著者 松田康生(まつだやすお)楽天ウォレットシニアアナリスト

東京大学経済学部で国際通貨体制を専攻。三菱UFJ銀行・ドイツ銀行グループで為替・債券のセールス・トレーディング業務に従事。2018年より暗号資産交換業者で暗号資産市場の分析・予想に従事、2021年のピーク800万円、年末500万円と予想、ほぼ的中させる。2022年1月より現職。

ポイント

・56,000ドル台から65,000ドル近くに上昇

・CPI弱めで9月利下げ確実視・独当局の売り玉尽きる

・トランプ氏暗殺未遂事件を受け「もしトラ」から「ほぼトラ」へ

・副大統領候補バンス氏も親暗号資産派、ETH ETF承認も近いとの見方も

連休中のBTC相場

連休中のBTC相場は大きく上昇。

木曜日に59,000ドル(約935万円)台半ばで上値を押さえられると、一時57,000ドル(約905万円)を割り込んだが、日曜日に60,000ドル(約950万円)台に切り返すと、月曜日から今朝にかけて65,000ドル(約1025万円)手前まで大きく上昇している。

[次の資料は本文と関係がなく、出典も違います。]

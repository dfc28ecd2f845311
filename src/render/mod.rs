//! Screen geometry a renderer needs to draw a layout; no drawing happens here.

use crate::engine::Layout;
use crate::fit::FitMetrics;
use crate::geometry::{ScreenPoint, ScreenRect, ScreenSize};
use crate::units::Unit;

/// Pixels kept free around the preview.
pub const PREVIEW_VIEWPORT_PADDING: f64 = 4.0;
/// Below this density the ruled grid would be unreadable and is skipped.
pub const MIN_GRID_PX_PER_INCH: f64 = 10.0;

/// Rectangles of one preview frame, in viewport pixels.
#[derive(Debug, Clone, Copy, PartialEq)]
pub struct PreviewScene {
    /// Pixels per inch.
    pub scale: f64,
    pub outer: ScreenRect,
    /// Inside edge of the frame face; the mat board shows here unless there is no mat.
    pub inner: ScreenRect,
    /// Visible art: the clip for the image.
    pub art: ScreenRect,
    /// Paper sheet centered on the art; the image fills it and is clipped to `art`.
    pub paper: ScreenRect,
    pub show_mat: bool,
}

impl PreviewScene {
    /// Fits the outer frame into `viewport` and places everything inside it.
    pub fn compute(layout: &Layout, viewport: ScreenSize) -> Option<Self> {
        let metrics = FitMetrics::compute(
            viewport,
            viewport.inset(PREVIEW_VIEWPORT_PADDING),
            layout.outer.width,
            layout.outer.height,
        )?;
        let scale = metrics.scale;
        let outer = metrics.content;
        let inner = outer.inset(layout.face_width * scale);
        let art = ScreenRect::new(
            inner.x + layout.borders.left * scale,
            inner.y + layout.borders.top * scale,
            layout.art.width * scale,
            layout.art.height * scale,
        );
        let paper = ScreenRect::centered_on(
            art.center(),
            layout.print.width * scale,
            layout.print.height * scale,
        );
        Some(Self {
            scale,
            outer,
            inner,
            art,
            paper,
            show_mat: !layout.no_mat,
        })
    }

    /// The four mitred frame sides as quads: top, bottom, left, right.
    pub fn face_polygons(&self) -> [[ScreenPoint; 4]; 4] {
        let (o, i) = (&self.outer, &self.inner);
        [
            [o.top_left(), o.top_right(), i.top_right(), i.top_left()],
            [o.bottom_left(), o.bottom_right(), i.bottom_right(), i.bottom_left()],
            [o.top_left(), o.bottom_left(), i.bottom_left(), i.top_left()],
            [o.top_right(), o.bottom_right(), i.bottom_right(), i.top_right()],
        ]
    }
}

#[derive(Debug, Clone, Copy, PartialEq, Eq)]
pub enum GridAxis {
    /// Line of constant x, measured from the left edge.
    Vertical,
    /// Line of constant y, measured up from the bottom edge.
    Horizontal,
}

#[derive(Debug, Clone, Copy, PartialEq)]
pub struct GridLine {
    pub axis: GridAxis,
    /// Screen coordinate of the line (x for vertical, y for horizontal).
    pub position: f64,
    pub major: bool,
    /// Distance from the origin in the grid's unit, on major lines only.
    pub label: Option<u32>,
}

/// Ruled grid over `area` at fixed physical steps for `unit`.
pub fn grid_lines(area: ScreenRect, px_per_inch: f64, unit: Unit) -> Vec<GridLine> {
    if px_per_inch.is_nan() || px_per_inch < MIN_GRID_PX_PER_INCH {
        return Vec::new();
    }
    let (step, major_every) = unit.grid_step();
    let step_px = unit.to_reference(step) * px_per_inch;

    let axis_lines = |axis: GridAxis, limit: f64| {
        (0u32..)
            .map(move |count| (count, f64::from(count) * step_px))
            .take_while(move |(_, offset)| *offset <= limit)
            .map(move |(count, offset)| {
                let major = count != 0 && count % major_every == 0;
                let position = match axis {
                    GridAxis::Vertical => area.left() + offset,
                    GridAxis::Horizontal => area.bottom() - offset,
                };
                GridLine {
                    axis,
                    position,
                    major,
                    label: major.then(|| (f64::from(count) * step).round() as u32),
                }
            })
    };

    axis_lines(GridAxis::Vertical, area.width)
        .chain(axis_lines(GridAxis::Horizontal, area.height))
        .collect()
}

#[cfg(test)]
mod tests {
    use super::*;
    use crate::engine::{compute, Borders, EngineInput, WorkflowMode};
    use crate::geometry::PhysicalSize;

    fn fixed_art_layout() -> Layout {
        let input = EngineInput {
            mode: WorkflowMode::FixedArt,
            art: PhysicalSize::new(10.0, 8.0),
            borders: Borders::new(2.0, 3.0, 2.0, 2.0),
            ..EngineInput::default()
        };
        compute(&input).expect("layout should compute")
    }

    #[test]
    fn preview_centers_outer_frame_in_viewport() {
        let layout = fixed_art_layout();
        let scene = PreviewScene::compute(&layout, ScreenSize::new(1000.0, 800.0))
            .expect("scene should fit");
        let center = scene.outer.center();
        assert!((center.x - 500.0).abs() < 1e-9);
        assert!((center.y - 400.0).abs() < 1e-9);
        assert!((scene.outer.width - layout.outer.width * scene.scale).abs() < 1e-9);
        assert!(scene.show_mat);
    }

    #[test]
    fn preview_art_sits_inside_inner_by_borders() {
        let layout = fixed_art_layout();
        let scene = PreviewScene::compute(&layout, ScreenSize::new(1000.0, 800.0))
            .expect("scene should fit");
        let s = scene.scale;
        assert!((scene.art.left() - scene.inner.left() - 2.0 * s).abs() < 1e-9);
        assert!((scene.art.top() - scene.inner.top() - 2.0 * s).abs() < 1e-9);
        // Inner edge is the frame's glass minus the rabbet, i.e. the aperture.
        assert!((scene.inner.width - layout.aperture.width * s).abs() < 1e-9);
        let center = scene.art.center();
        let paper_center = scene.paper.center();
        assert!((center.x - paper_center.x).abs() < 1e-9);
        assert!((center.y - paper_center.y).abs() < 1e-9);
        assert!(scene.paper.width > scene.art.width);
    }

    #[test]
    fn preview_needs_a_viewport() {
        let layout = fixed_art_layout();
        assert_eq!(PreviewScene::compute(&layout, ScreenSize::new(0.0, 0.0)), None);
    }

    #[test]
    fn face_polygons_share_corners_with_outer_rect() {
        let layout = fixed_art_layout();
        let scene = PreviewScene::compute(&layout, ScreenSize::new(600.0, 600.0))
            .expect("scene should fit");
        let polygons = scene.face_polygons();
        assert_eq!(polygons[0][0], scene.outer.top_left());
        assert_eq!(polygons[3][2], scene.inner.bottom_right());
    }

    #[test]
    fn inch_grid_marks_every_whole_inch_as_major() {
        let area = ScreenRect::new(0.0, 0.0, 40.0, 20.0);
        let lines = grid_lines(area, 20.0, Unit::Inches);
        let vertical: Vec<_> = lines
            .iter()
            .filter(|line| line.axis == GridAxis::Vertical)
            .collect();
        // 0.25 in at 20 px/in is 5 px, so 0..=40 px gives nine lines.
        assert_eq!(vertical.len(), 9);
        assert!(!vertical[0].major);
        assert!(vertical[4].major);
        assert_eq!(vertical[4].label, Some(1));
        assert_eq!(vertical[8].label, Some(2));

        let horizontal: Vec<_> = lines
            .iter()
            .filter(|line| line.axis == GridAxis::Horizontal)
            .collect();
        assert_eq!(horizontal.len(), 5);
        assert_eq!(horizontal[0].position, 20.0);
        assert_eq!(horizontal[4].position, 0.0);
    }

    #[test]
    fn millimetre_grid_labels_in_millimetres() {
        let area = ScreenRect::new(0.0, 0.0, 100.0, 10.0);
        let lines = grid_lines(area, 25.4, Unit::Millimeters);
        let majors: Vec<_> = lines
            .iter()
            .filter(|line| line.axis == GridAxis::Vertical && line.major)
            .map(|line| line.label)
            .collect();
        assert_eq!(majors.first(), Some(&Some(10)));
        assert_eq!(majors.get(1), Some(&Some(20)));
    }

    #[test]
    fn grid_is_skipped_when_too_dense() {
        let area = ScreenRect::new(0.0, 0.0, 100.0, 100.0);
        assert!(grid_lines(area, 9.9, Unit::Inches).is_empty());
    }
}
pub mod config;
pub mod editor;
pub mod engine;
pub mod error;
pub mod fit;
pub mod geometry;
pub mod logging;
pub mod normalized;
pub mod preset;
pub mod render;
pub mod session;
pub mod source;
pub mod units;

pub use error::{AppError, AppResult};

use std::ffi::OsString;
use std::fmt::Write;
use std::path::PathBuf;

use config::AppConfig;
use engine::Layout;
use session::Session;
use units::Unit;

const USAGE: &str = "frametamer [--unit in|mm] [--json] [IMAGE]";

/// Command-line options for the one-shot report.
#[derive(Debug, Clone, PartialEq, Eq, Default)]
pub struct CliArgs {
    pub image: Option<PathBuf>,
    pub unit: Option<Unit>,
    pub json: bool,
}

impl CliArgs {
    pub fn parse<I>(args: I) -> AppResult<Self>
    where
        I: IntoIterator<Item = OsString>,
    {
        let mut parsed = Self::default();
        let mut args = args.into_iter();
        while let Some(arg) = args.next() {
            match arg.to_str() {
                Some("--json") => parsed.json = true,
                Some("--unit") => {
                    let value = args
                        .next()
                        .and_then(|value| value.into_string().ok())
                        .ok_or_else(|| AppError::Usage(USAGE.to_string()))?;
                    let unit = value
                        .parse()
                        .map_err(|err: units::UnknownUnit| AppError::Usage(err.to_string()))?;
                    parsed.unit = Some(unit);
                }
                Some("-h" | "--help") => return Err(AppError::Usage(USAGE.to_string())),
                Some(flag) if flag.starts_with("--") => {
                    return Err(AppError::Usage(format!("unknown option {flag}; {USAGE}")));
                }
                _ if parsed.image.is_none() => parsed.image = Some(PathBuf::from(arg)),
                _ => return Err(AppError::Usage(USAGE.to_string())),
            }
        }
        Ok(parsed)
    }
}

/// Builds a session from config defaults plus the command-line overrides.
pub fn build_session(config: &AppConfig, args: &CliArgs) -> AppResult<Session> {
    let mut input = config.engine_input();
    if let Some(unit) = args.unit {
        input.unit = unit;
    }
    let mut session = Session::new(input);
    if let Some(path) = &args.image {
        let image = source::probe(path)?;
        session.set_image(Some(image));
    }
    Ok(session)
}

/// Summary and cut sheet of the session's current layout.
pub fn report(session: &Session) -> AppResult<String> {
    let layout = match (session.layout(), session.last_error()) {
        (_, Some(err)) => return Err(err.clone().into()),
        (Some(layout), None) => layout,
        (None, None) => return Err(AppError::Usage(USAGE.to_string())),
    };
    let mut out = String::new();
    write_report(&mut out, layout)?;
    Ok(out)
}

fn write_report(out: &mut impl Write, layout: &Layout) -> std::fmt::Result {
    for line in layout.summary() {
        writeln!(out, "{line}")?;
    }
    writeln!(out)?;
    for line in layout.cut_sheet() {
        writeln!(out, "{line}")?;
    }
    Ok(())
}

/// Entrypoint used by the binary.
pub fn run() -> AppResult<()> {
    logging::init();
    tracing::info!("starting frametamer");

    let args = CliArgs::parse(std::env::args_os().skip(1))?;
    let config = config::load_app_config();
    let session = build_session(&config, &args)?;
    if args.json {
        let layout = match session.layout() {
            Some(layout) if session.last_error().is_none() => layout,
            _ => return report(&session).map(|_| ()),
        };
        let json = serde_json::to_string_pretty(layout)?;
        println!("{json}");
    } else {
        print!("{}", report(&session)?);
    }
    Ok(())
}
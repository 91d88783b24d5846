//! Actions subject to permission checks.

use std::fmt::{Display, Formatter, Result as FmtResult};

use serde::{Deserialize, Serialize};
use utoipa::ToSchema;

/// An action names the type of interaction with a resource that is the
/// subject of a permission check. The only requirement is a unique key;
/// uniqueness can be helped along by namespacing the key with `:`, e.g.
/// `document:metadata:read`.
#[derive(Debug, Clone, PartialEq, Eq, Hash, Serialize, Deserialize, ToSchema)]
pub struct Action(String);

impl Action {
    /// The key of the action matching all other actions.
    pub const ANY_KEY: &'static str = "*";

    /// Create an action with the given key.
    pub fn of<T: Into<String>>(key: T) -> Self {
        Action(key.into())
    }

    /// The action matching all other actions.
    pub fn any() -> Self {
        Action::of(Self::ANY_KEY)
    }

    /// The action's unique key.
    pub fn key(&self) -> &str {
        &self.0
    }
}

impl Display for Action {
    fn fmt(&self, f: &mut Formatter<'_>) -> FmtResult {
        write!(f, "{}", self.0)
    }
}

impl From<&str> for Action {
    fn from(key: &str) -> Self {
        Action::of(key)
    }
}

impl From<String> for Action {
    fn from(key: String) -> Self {
        Action::of(key)
    }
}
//! Dotted, escapable hierarchical keys used to address resources and
//! context values.
//!
//! Canonical string forms:
//! - `document.metadata.foo` — three segments
//! - `document.metadata\.foo` — two segments, the second containing a literal dot
//! - `document\\.foo` — two segments, the first ending in a literal backslash

use std::fmt::{Display, Formatter, Result as FmtResult};

use serde::de::Error as DeError;
use serde::{Deserialize, Deserializer, Serialize, Serializer};

use crate::error::PolicyError;

/// An immutable, ordered sequence of string segments forming a hierarchical
/// key. Segments are separated by unescaped periods; within a segment, `\.`
/// denotes a literal period and `\\` a literal backslash.
///
/// Specifiers are totally ordered and hashable, so they can be used as map
/// keys, e.g. in equals-condition predicates.
#[derive(Debug, Clone, Default, PartialEq, Eq, PartialOrd, Ord, Hash)]
pub struct Specifier {
    segments: Vec<String>,
}

impl Specifier {
    /// The zero-length specifier.
    pub fn empty() -> Self {
        Specifier {
            segments: Vec::new(),
        }
    }

    /// Construct a specifier from explicit, already-unescaped segments.
    pub fn from_segments<I, S>(segments: I) -> Self
    where
        I: IntoIterator<Item = S>,
        S: Into<String>,
    {
        Specifier {
            segments: segments.into_iter().map(Into::into).collect(),
        }
    }

    /// Parse a specifier from its escaped string form.
    ///
    /// Surrounding whitespace is trimmed before parsing. The empty string
    /// parses to the zero-length specifier. Leading, trailing and duplicate
    /// separators as well as isolated backslashes are rejected.
    pub fn parse(input: &str) -> Result<Self, PolicyError> {
        let input = input.trim();
        if input.is_empty() {
            return Ok(Specifier::empty());
        }

        let mut segments = Vec::new();
        let mut current = String::new();
        let mut chars = input.chars();

        while let Some(c) = chars.next() {
            match c {
                '\\' => match chars.next() {
                    Some(escaped @ ('.' | '\\')) => current.push(escaped),
                    Some(other) => {
                        return Err(PolicyError::ParseError(format!(
                            "isolated backslash before '{other}' in '{input}'"
                        )))
                    }
                    None => {
                        return Err(PolicyError::ParseError(format!(
                            "isolated backslash at end of '{input}'"
                        )))
                    }
                },
                '.' => {
                    if current.is_empty() {
                        return Err(PolicyError::ParseError(format!(
                            "empty segment in '{input}'"
                        )));
                    }
                    segments.push(std::mem::take(&mut current));
                }
                other => current.push(other),
            }
        }

        if current.is_empty() {
            return Err(PolicyError::ParseError(format!(
                "empty segment in '{input}'"
            )));
        }
        segments.push(current);

        Ok(Specifier { segments })
    }

    /// Iterate over the unescaped segments.
    pub fn segments(&self) -> impl Iterator<Item = &str> {
        self.segments.iter().map(String::as_str)
    }

    /// The number of segments.
    pub fn len(&self) -> usize {
        self.segments.len()
    }

    pub fn is_empty(&self) -> bool {
        self.segments.is_empty()
    }

    /// Whether there is more than one segment left.
    pub fn has_more(&self) -> bool {
        self.segments.len() > 1
    }

    /// The first segment.
    pub fn head(&self) -> Result<&str, PolicyError> {
        self.element(0)
    }

    /// The segment at the given index.
    pub fn element(&self, index: usize) -> Result<&str, PolicyError> {
        self.segments
            .get(index)
            .map(String::as_str)
            .ok_or(PolicyError::IndexOutOfBounds {
                index,
                length: self.segments.len(),
            })
    }

    /// The specifier with the head segment removed.
    pub fn suffix(&self) -> Result<Specifier, PolicyError> {
        self.suffix_from(1)
    }

    /// The specifier with the given prefix removed. Only the prefix length is
    /// considered; use [`Specifier::starts_with`] to verify the prefix first.
    pub fn suffix_after(&self, prefix: &Specifier) -> Result<Specifier, PolicyError> {
        self.suffix_from(prefix.len())
    }

    fn suffix_from(&self, offset: usize) -> Result<Specifier, PolicyError> {
        if offset > self.segments.len() {
            return Err(PolicyError::IndexOutOfBounds {
                index: offset,
                length: self.segments.len(),
            });
        }
        Ok(Specifier {
            segments: self.segments[offset..].to_vec(),
        })
    }

    /// Whether this specifier starts with all segments of the given prefix.
    pub fn starts_with(&self, prefix: &Specifier) -> bool {
        self.segments.len() >= prefix.segments.len()
            && self.segments[..prefix.segments.len()] == prefix.segments[..]
    }

    /// Whether the head segment equals the given string.
    pub fn starts_with_segment(&self, segment: &str) -> bool {
        self.segments.first().is_some_and(|s| s == segment)
    }

    /// Render the specifier back to its escaped string form. Parsing the
    /// result yields an equal specifier.
    pub fn as_string(&self) -> String {
        self.segments
            .iter()
            .map(|s| escape_segment(s))
            .collect::<Vec<_>>()
            .join(".")
    }
}

fn escape_segment(segment: &str) -> String {
    let mut escaped = String::with_capacity(segment.len());
    for c in segment.chars() {
        if c == '\\' || c == '.' {
            escaped.push('\\');
        }
        escaped.push(c);
    }
    escaped
}

impl Display for Specifier {
    fn fmt(&self, f: &mut Formatter<'_>) -> FmtResult {
        write!(f, "{}", self.as_string())
    }
}

impl std::str::FromStr for Specifier {
    type Err = PolicyError;

    fn from_str(s: &str) -> Result<Self, Self::Err> {
        Specifier::parse(s)
    }
}

impl Serialize for Specifier {
    fn serialize<S: Serializer>(&self, serializer: S) -> Result<S::Ok, S::Error> {
        serializer.serialize_str(&self.as_string())
    }
}

impl<'de> Deserialize<'de> for Specifier {
    fn deserialize<D: Deserializer<'de>>(deserializer: D) -> Result<Self, D::Error> {
        let s = String::deserialize(deserializer)?;
        Specifier::parse(&s).map_err(DeError::custom)
    }
}

#[cfg(test)]
mod tests {
    use super::*;
    use yare::parameterized;

    #[test]
    fn simple_specifiers_parse() {
        assert_eq!(Specifier::parse("").unwrap(), Specifier::empty());
        assert_eq!(
            Specifier::parse("foo").unwrap(),
            Specifier::from_segments(["foo"])
        );
        assert_eq!(
            Specifier::parse("foo.bar").unwrap(),
            Specifier::from_segments(["foo", "bar"])
        );
    }

    #[test]
    fn surrounding_whitespace_is_trimmed() {
        assert_eq!(
            Specifier::parse(" foo.bar").unwrap(),
            Specifier::from_segments(["foo", "bar"])
        );
        assert_eq!(
            Specifier::parse("foo.bar ").unwrap(),
            Specifier::from_segments(["foo", "bar"])
        );
    }

    #[parameterized(
        leading_dot = { ".foo.bar" },
        trailing_dot = { "foo.bar." },
        duplicate_dot = { "foo..bar" },
        duplicate_dot_after_escaped_backslash = { r"foo\\..bar" },
        duplicate_dot_before_escaped_backslash = { r"foo..\\bar" },
        triple_dot = { "foo...bar" },
        duplicate_dot_before_escaped_dot = { r"foo..\.bar" },
    )]
    fn empty_segments_are_rejected(input: &str) {
        assert!(matches!(
            Specifier::parse(input),
            Err(PolicyError::ParseError(_))
        ));
    }

    #[parameterized(
        mid_segment = { r"foo\bar" },
        at_start = { r"\foo.bar" },
        at_end = { "foo.bar\\" },
    )]
    fn isolated_backslashes_are_rejected(input: &str) {
        assert!(matches!(
            Specifier::parse(input),
            Err(PolicyError::ParseError(_))
        ));
    }

    #[test]
    fn escaping_works() {
        assert_eq!(
            Specifier::parse(r"foo\.bar").unwrap(),
            Specifier::from_segments(["foo.bar"])
        );
        assert_eq!(
            Specifier::parse(r"foo\\.bar").unwrap(),
            Specifier::from_segments([r"foo\", "bar"])
        );
        assert_eq!(
            Specifier::parse(r"foo\\\.bar").unwrap(),
            Specifier::from_segments([r"foo\.bar"])
        );
        assert_eq!(
            Specifier::parse(r"foo\\\\.bar").unwrap(),
            Specifier::from_segments([r"foo\\", "bar"])
        );
        assert_eq!(
            Specifier::parse(r"foo\..bar").unwrap(),
            Specifier::from_segments(["foo.", "bar"])
        );
        assert_eq!(
            Specifier::parse(r"foo.\.bar").unwrap(),
            Specifier::from_segments(["foo", ".bar"])
        );
        assert_eq!(
            Specifier::parse(r"foo\\bar").unwrap(),
            Specifier::from_segments([r"foo\bar"])
        );
        assert_eq!(
            Specifier::parse(r"foo\\bar.baz").unwrap(),
            Specifier::from_segments([r"foo\bar", "baz"])
        );
    }

    #[parameterized(
        plain = { "foo" },
        two_segments = { "foo.bar" },
        escaped_backslash = { r"foo\\bar" },
        escaped_dot = { r"foo\.bar" },
    )]
    fn as_string_round_trips(input: &str) {
        assert_eq!(Specifier::parse(input).unwrap().as_string(), input);
    }

    #[test]
    fn element_access_works() {
        let s = Specifier::parse("foo.bar.baz").unwrap();

        assert_eq!(s.head().unwrap(), "foo");
        assert_eq!(s.element(1).unwrap(), "bar");
        assert_eq!(s.element(2).unwrap(), "baz");
    }

    #[test]
    fn length_is_correct() {
        assert_eq!(Specifier::parse("").unwrap().len(), 0);
        assert_eq!(Specifier::parse("foo").unwrap().len(), 1);
        assert_eq!(Specifier::parse("foo.bar").unwrap().len(), 2);

        assert!(!Specifier::parse("").unwrap().has_more());
        assert!(!Specifier::parse("foo").unwrap().has_more());
        assert!(Specifier::parse("foo.bar").unwrap().has_more());

        assert!(Specifier::parse("").unwrap().is_empty());
        assert!(!Specifier::parse("foo").unwrap().is_empty());
    }

    #[test]
    fn suffix_is_correct() {
        let parse = |s| Specifier::parse(s).unwrap();

        assert_eq!(parse("foo").suffix().unwrap(), parse(""));
        assert_eq!(parse("foo.bar").suffix().unwrap(), parse("bar"));
        assert_eq!(parse("foo.bar.baz").suffix().unwrap(), parse("bar.baz"));

        assert_eq!(
            parse("foo.bar.baz").suffix_after(&parse("foo")).unwrap(),
            parse("bar.baz")
        );
        assert_eq!(
            parse("foo.bar.baz").suffix_after(&parse("foo.bar")).unwrap(),
            parse("baz")
        );
    }

    #[test]
    fn prefix_matching_is_correct() {
        let parse = |s| Specifier::parse(s).unwrap();

        assert!(parse("foo").starts_with_segment("foo"));
        assert!(parse("foo.bar").starts_with_segment("foo"));
        assert!(parse("foo.bar.baz").starts_with_segment("foo"));
        assert!(!parse("foo.bar.baz").starts_with_segment("bar"));

        assert!(parse("foo.bar.baz").starts_with(&parse("foo")));
        assert!(parse("foo.bar.baz").starts_with(&parse("foo.bar")));
        assert!(parse("foo.bar.baz").starts_with(&parse("foo.bar.baz")));

        assert!(!parse("foo.bar.baz").starts_with(&parse("bar.baz")));
        assert!(!parse("foo.bar.baz").starts_with(&parse("baz")));
        assert!(!parse("foo.bar.baz").starts_with(&parse("foo.bar.baz.yada")));
    }

    #[test]
    fn out_of_bounds_access_is_rejected() {
        let s = Specifier::parse("foo.bar.baz").unwrap();
        assert!(matches!(
            s.element(3),
            Err(PolicyError::IndexOutOfBounds { index: 3, length: 3 })
        ));

        let empty = Specifier::parse("").unwrap();
        assert!(empty.head().is_err());
        assert!(empty.suffix().is_err());
    }

    #[test]
    fn serde_uses_the_escaped_string_form() {
        let s = Specifier::parse(r"foo\.bar.baz").unwrap();
        let json = serde_json::to_string(&s).unwrap();
        assert_eq!(json, r#""foo\\.bar.baz""#);

        let back: Specifier = serde_json::from_str(&json).unwrap();
        assert_eq!(back, s);
    }
}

BTCはMt.GOXの弁済による売り懸念、独当局の断続的な売り圧力を復調気味の米ETFフローが打ち返す、日米欧の三つ巴の展開が続いていた。

Mt.GOXウォレットに動きがほぼ見られない中、独当局が月火水の3日間で26,500BTC(約15億ドル)分を売却、ウォレット内の残りが15,500BTCとなり、週内にも売りが一巡するとの見方もありBTCは底堅く推移した。

注目のCPIが予想を下回り、特にヘッドラインの前月比が▲0.1%となったことから、BTCは59,000ドル台半ばに値を伸ばしたが、前日の高値付近で上値を押さえられると、独当局のウォレットから10,500BTCの移動があったこともあり56,000ドル台に値を落とした。なお、CPI発表直後に政府日銀の為替介入によりドル円が161円台から157円台に急落、円建て価格の下げを助長した。

結局、木曜日の独当局の売りは6,500BTCとなったが、翌金曜日に残り9,000BTCを売却、一時的に相場の重しとなるも売り圧力が解消、金曜日のETFフローは310百万ドルと6月5日以来の高水準となったことで、BTCは59,000ドル近辺に値を戻した。

日本時間の日曜日早朝にトランプ前大統領の暗殺未遂事件が発生、しかし奇跡的に軽傷で済み、こぶしを突き上げた力強い姿を見せたことで同氏が当選する可能性が高まったとの見方からBTCは59,000ドル台半ばの戻り高値を上抜け、60,000ドル台に値を伸ばした。

更に、SNS上でETH ETFが週内にも承認されるとの観測が浮上するとBTCも61,000ドル台に上昇(因みにブルームバーグのアナリストは7月23日ローンチと予想)。

週明けの先物市場がオープンすると、トランプ氏返り咲きを織り込んだ取引が加速、BTCは63,000ドル台に上伸した。

更に、ラリー・フィンク氏がCNBCでBTCはデジタルゴールドだという従来の主張を繰り返し、また共和党大会で以前25万ドル相当のBTCを保有しているとしたJDバンス上院議員が副大統領候補に指名されたこと、更に堅調なETFフローにも後押しされ、BTCは65,000ドルに迫っている。